Fury Gold Mines Limited Results of Operations for the Three Months Ended March 31, 2026 (Amounts expressed in thousands of Canadian dollars, unless otherwise noted) | 13 |
The Company’s financial instruments are exposed to certain financial risks, primarily liquidity risk, credit risk and market risk, including price risk. Details of the primary financial risks that the Company is exposed to are available in the notes to the Company’s condensed interim consolidated financial statements for the three months ended March 31, 2026.
Section 8: Related party transactions and balances
8.1 UMS
The Company did not have any related party transactions as contemplated by securities policies dealing with protection of minority shareholders. The Company’s shared services provider arrangements are considered related party transactions for financial disclosure purposes. The Company owns 25% of the common shares of Universal Mineral Services Ltd (“UMS “) a shared services provider, with the other 75% owned by three other mineral exploration companies. UMS is a private company through which its four junior resource shareholders, including Fury Gold, share geological, financial, and transactional advisory services as well as administrative services on a full, cost recovery basis. This allows the Company to maintain a more efficient and cost-effective corporate overhead structure by hiring fewer full-time employees and engaging outside professional advisory firms less frequently. The agreement has an indefinite term and can be terminated for any participant upon providing 180 days’ notice.
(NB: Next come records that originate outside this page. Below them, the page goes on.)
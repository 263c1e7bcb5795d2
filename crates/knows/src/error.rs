//! Error types for knows export operations.
//!
//! All fallible operations return [`Result<T>`] with context-rich error messages.

use thiserror::Error;

/// Result type alias for knows operations.
pub type Result<T> = std::result::Result<T, GraphError>;

type BoxedSource = Box<dyn std::error::Error + Send + Sync>;

/// Error type for graph lookups and exports.
///
/// Failures surface synchronously; nothing is cached or retried.
#[derive(Error, Debug)]
pub enum GraphError {
    /// Node not found in the graph
    #[error("Node not found: {node_id}")]
    NodeNotFound {
        /// ID of the missing node
        node_id: String,
    },

    /// The requested output format name is not supported
    #[error("Unknown output format: {name}")]
    UnknownFormat {
        /// The name that failed the lookup
        name: String,
    },

    /// A property entry could not be written
    #[error("Failed to format property '{key}'")]
    Formatting {
        /// Key of the offending entry
        key: String,
    },

    /// A standard-format codec failed
    #[error("Codec error ({format}): {message}")]
    Codec {
        /// Format being generated
        format: String,
        /// Error details
        message: String,
        /// Optional source error
        #[source]
        source: Option<BoxedSource>,
    },

    /// The graph drawer failed or produced unusable output
    #[error("Drawing error: {message}")]
    Drawing {
        /// Error details
        message: String,
        /// Optional source error
        #[source]
        source: Option<BoxedSource>,
    },

    /// File I/O error while writing an export
    #[error("I/O error: {message}")]
    Io {
        /// Error details
        message: String,
        /// Optional source error
        #[source]
        source: Option<BoxedSource>,
    },

    /// Serialization error
    #[error("Serialization error: {message}")]
    Serialization {
        /// Error details
        message: String,
        /// Optional source error
        #[source]
        source: Option<BoxedSource>,
    },
}

fn boxed<E>(source: Option<E>) -> Option<BoxedSource>
where
    E: std::error::Error + Send + Sync + 'static,
{
    source.map(|e| Box::new(e) as BoxedSource)
}

impl GraphError {
    /// Create a codec error for the given format.
    pub fn codec<E>(format: impl Into<String>, message: impl Into<String>, source: Option<E>) -> Self
    where
        E: std::error::Error + Send + Sync + 'static,
    {
        Self::Codec {
            format: format.into(),
            message: message.into(),
            source: boxed(source),
        }
    }

    /// Create a drawing error from a message and optional source.
    pub fn drawing<E>(message: impl Into<String>, source: Option<E>) -> Self
    where
        E: std::error::Error + Send + Sync + 'static,
    {
        Self::Drawing {
            message: message.into(),
            source: boxed(source),
        }
    }

    /// Create an I/O error from a message and optional source.
    pub fn io<E>(message: impl Into<String>, source: Option<E>) -> Self
    where
        E: std::error::Error + Send + Sync + 'static,
    {
        Self::Io {
            message: message.into(),
            source: boxed(source),
        }
    }

    /// Create a serialization error from a message and optional source.
    pub fn serialization<E>(message: impl Into<String>, source: Option<E>) -> Self
    where
        E: std::error::Error + Send + Sync + 'static,
    {
        Self::Serialization {
            message: message.into(),
            source: boxed(source),
        }
    }

    /// Create a formatting error naming the offending property key.
    pub fn formatting(key: impl Into<String>) -> Self {
        Self::Formatting { key: key.into() }
    }
}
All transactions with UMS have occurred in the normal course of operations, and all amounts owing to or from UMS are unsecured, non-interest bearing, and have no specific terms of settlement, unless otherwise noted.
| Three months ended March 31 | ||||||||
| 2026 | 2025 | |||||||
| Exploration and evaluation costs | $ | 67 | $ | 37 | ||||
| General and administration | 47 | 46 | ||||||
| Total transactions for the period | $ | 114 | $ | 83 | ||||
The outstanding balance owing at March 31, 2026 was $46 (December 31, 2025 – $57) which is included in accounts payable and accrued liabilities.
As part of the UMS arrangement, the Company is contractually obliged to pay certain rental expenses in respect of a ten-year office lease entered into by UMS on July 1, 2021. As at March 31, 2026, the Company expects to incur approximately $76 in respect of its share of future rental expense of UMS.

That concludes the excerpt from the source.